The Dolmen of Marie-Gaillard (also les Teyssounières called) is in the north of the forest "Bois-del-Rey" in Martiel in the far west of the Aveyron in the region Occitania in France . In France, dolmen is the generic term for Neolithic megalithic structures of all kinds (see: French nomenclature ).

Marie-Gaillard dolmen

The round burial mound is about 15 m in diameter. The chamber, which is open at the front, is about 2.2 m long and 1.4 m wide. The two 0.22 to 0.3 m thick bearing stones are 2.9 × 1.0 m and 2.1 × 1.2 m in size. The end stone, which is only 0.1 m thick, measures 1.0 × 0.8 m. The 0.5 m thick capstone measures around 3.0 × 2.3 m.

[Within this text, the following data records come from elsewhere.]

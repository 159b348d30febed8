//! Subrepo handles: one pointer of one parent snapshot bound to the backend
//! that knows how to operate on it.

use chrono::{DateTime, FixedOffset};
use tracing::debug;

use crate::archive::ArchiveSink;
use crate::errors::BackendError;
use crate::exec::CommandExecutor;
use crate::git::GitSubrepo;
use crate::models::{FileFlags, SubrepoKind, SubrepoPointer, SubrepoState, SubrepoStatus};
use crate::native::{NativeSubrepo, RepositoryProvider};
use crate::source::{audit_path, ParentRef};
use crate::state::RemapRule;
use crate::svn::SvnSubrepo;
use crate::ui::{Diagnostics, Prompt};

/// Everything a backend needs from the outside world, passed explicitly.
#[derive(Clone, Copy)]
pub struct Collaborators<'a> {
    pub exec: &'a dyn CommandExecutor,
    pub repos: &'a dyn RepositoryProvider,
    pub prompt: &'a dyn Prompt,
    pub diag: &'a dyn Diagnostics,
    /// Remap rules applied when resolving nested state.
    pub rules: &'a [RemapRule],
}

/// The subrepo state of one parent snapshot.
#[derive(Debug, Clone, PartialEq, Eq)]
pub struct RepoContext {
    pub parent: ParentRef,
    pub state: SubrepoState,
}

impl RepoContext {
    pub fn new(parent: ParentRef, state: SubrepoState) -> Self {
        Self { parent, state }
    }

    pub fn sub<'a>(&self, path: &str, collab: Collaborators<'a>) -> Result<Subrepo<'a>, BackendError> {
        bind(self, path, collab)
    }
}

/// Bind `path` of `ctx` to its backend. Paths missing from the state get
/// the null pointer.
pub fn bind<'a>(
    ctx: &RepoContext,
    path: &str,
    collab: Collaborators<'a>,
) -> Result<Subrepo<'a>, BackendError> {
    audit_path(path)?;
    let pointer = ctx
        .state
        .get(path)
        .cloned()
        .unwrap_or_else(SubrepoPointer::null);
    let parent = ctx.parent.clone();
    debug!(path, kind = %pointer.kind, revision = %pointer.revision, "binding subrepo");
    Ok(match pointer.kind()? {
        SubrepoKind::Native => Subrepo::Native(NativeSubrepo::open(parent, path, pointer, collab)?),
        SubrepoKind::Svn => Subrepo::Svn(SvnSubrepo::new(parent, path, pointer, collab)),
        SubrepoKind::Git => Subrepo::Git(GitSubrepo::new(parent, path, pointer, collab)),
    })
}

/// A subrepo of any supported kind.
pub enum Subrepo<'a> {
    Native(NativeSubrepo<'a>),
    Svn(SvnSubrepo<'a>),
    Git(GitSubrepo<'a>),
}

macro_rules! dispatch {
    ($self:ident, $sub:ident => $call:expr) => {
        match $self {
            Subrepo::Native($sub) => $call,
            Subrepo::Svn($sub) => $call,
            Subrepo::Git($sub) => $call,
        }
    };
}

impl<'a> Subrepo<'a> {
    pub fn kind(&self) -> SubrepoKind {
        match self {
            Self::Native(_) => SubrepoKind::Native,
            Self::Svn(_) => SubrepoKind::Svn,
            Self::Git(_) => SubrepoKind::Git,
        }
    }

    pub fn path(&self) -> &str {
        dispatch!(self, s => s.path())
    }

    /// Path as seen from the outermost repository.
    pub fn relpath(&self) -> String {
        dispatch!(self, s => s.relpath())
    }

    pub fn pointer(&self) -> &SubrepoPointer {
        dispatch!(self, s => s.pointer())
    }

    fn collab(&self) -> Collaborators<'a> {
        dispatch!(self, s => s.collab())
    }

    /// True when the working copy has uncommitted changes or, unless
    /// `ignore_update`, is not at the recorded revision.
    pub fn dirty(&self, ignore_update: bool) -> Result<bool, BackendError> {
        dispatch!(self, s => s.dirty(ignore_update))
    }

    /// Commit local changes and return the new revision. The svn server
    /// decides author and date itself.
    pub fn commit(
        &self,
        message: &str,
        user: Option<&str>,
        date: Option<DateTime<FixedOffset>>,
    ) -> Result<String, BackendError> {
        match self {
            Self::Native(s) => s.commit(message, user, date),
            Self::Svn(s) => s.commit(message),
            Self::Git(s) => s.commit(message, user, date),
        }
    }

    pub fn remove(&self) -> Result<(), BackendError> {
        dispatch!(self, s => s.remove())
    }

    pub fn get(&self, target: &SubrepoPointer, overwrite: bool) -> Result<(), BackendError> {
        dispatch!(self, s => s.get(target, overwrite))
    }

    pub fn merge(&self, target: &SubrepoPointer) -> Result<(), BackendError> {
        dispatch!(self, s => s.merge(target))
    }

    pub fn push(&self, force: bool) -> Result<bool, BackendError> {
        dispatch!(self, s => s.push(force))
    }

    pub fn files(&self) -> Result<Vec<String>, BackendError> {
        dispatch!(self, s => s.files())
    }

    pub fn file_data(&self, name: &str) -> Result<Vec<u8>, BackendError> {
        dispatch!(self, s => s.file_data(name))
    }

    pub fn file_flags(&self, name: &str) -> Result<FileFlags, BackendError> {
        dispatch!(self, s => s.file_flags(name))
    }

    pub fn status(&self, rev2: Option<&str>) -> Result<SubrepoStatus, BackendError> {
        dispatch!(self, s => s.status(rev2))
    }

    pub fn diff(&self, rev2: Option<&str>) -> Result<String, BackendError> {
        dispatch!(self, s => s.diff(rev2))
    }

    /// Write every file at the recorded revision to `sink` below
    /// `prefix/<path>`. Native subrepos continue into their own children.
    /// Returns the number of files written.
    pub fn archive(&self, sink: &mut dyn ArchiveSink, prefix: &str) -> Result<usize, BackendError> {
        let diag = self.collab().diag;
        let topic = format!("archiving ({})", self.relpath());
        let base = join_prefix(prefix, self.path());

        let files = self.files()?;
        let total = files.len();
        diag.progress(&topic, Some(0), Some(total));
        for (i, name) in files.iter().enumerate() {
            let flags = self.file_flags(name)?;
            let data = self.file_data(name)?;
            sink.add_file(&format!("{base}/{name}"), flags.mode(), flags.symlink, &data)?;
            diag.progress(&topic, Some(i + 1), Some(total));
        }
        diag.progress(&topic, None, None);

        let mut written = total;
        if let Self::Native(native) = self {
            let revision = &native.pointer().revision;
            if !native.pointer().is_null_revision() {
                let children = native.children_at(revision)?;
                for path in children.state.keys() {
                    written += children.sub(path, self.collab())?.archive(sink, &base)?;
                }
            }
        }
        Ok(written)
    }
}

fn join_prefix(prefix: &str, path: &str) -> String {
    if prefix.is_empty() {
        path.to_string()
    } else {
        format!("{}/{}", prefix.trim_end_matches('/'), path)
    }
}

/// Ask whether to keep the local or take the remote revision of a subrepo
/// whose sources differ. `Some(1)` means remote.
pub(crate) fn update_prompt(
    prompt: &dyn Prompt,
    relpath: &str,
    dirty: bool,
    local: &str,
    remote: &str,
) -> Option<usize> {
    let message = if dirty {
        format!(
            " subrepository sources for {relpath} differ\n\
             use (l)ocal source ({local}) or (r)emote source ({remote})?\n"
        )
    } else {
        format!(
            " subrepository sources for {relpath} differ (in checked out version)\n\
             use (l)ocal source ({local}) or (r)emote source ({remote})?\n"
        )
    };
    prompt.choose(&message, ["&Local", "&Remote"], 0)
}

Drywall at the bottom of the chamber, which resembles a hearth, is likely the result of a more recent use of the chamber as a shelter. According to Émile Cartailhac , the dolmen was excavated in 1885 by Thomas Wilson, US consul in Nice , but the description Wilson sent in a letter to Cartailhac in 1885 does not correspond to the dolmen of Marie-Gaillard.

Objects from the excavation are preserved at the Smithsonian Institution in Washington, DC .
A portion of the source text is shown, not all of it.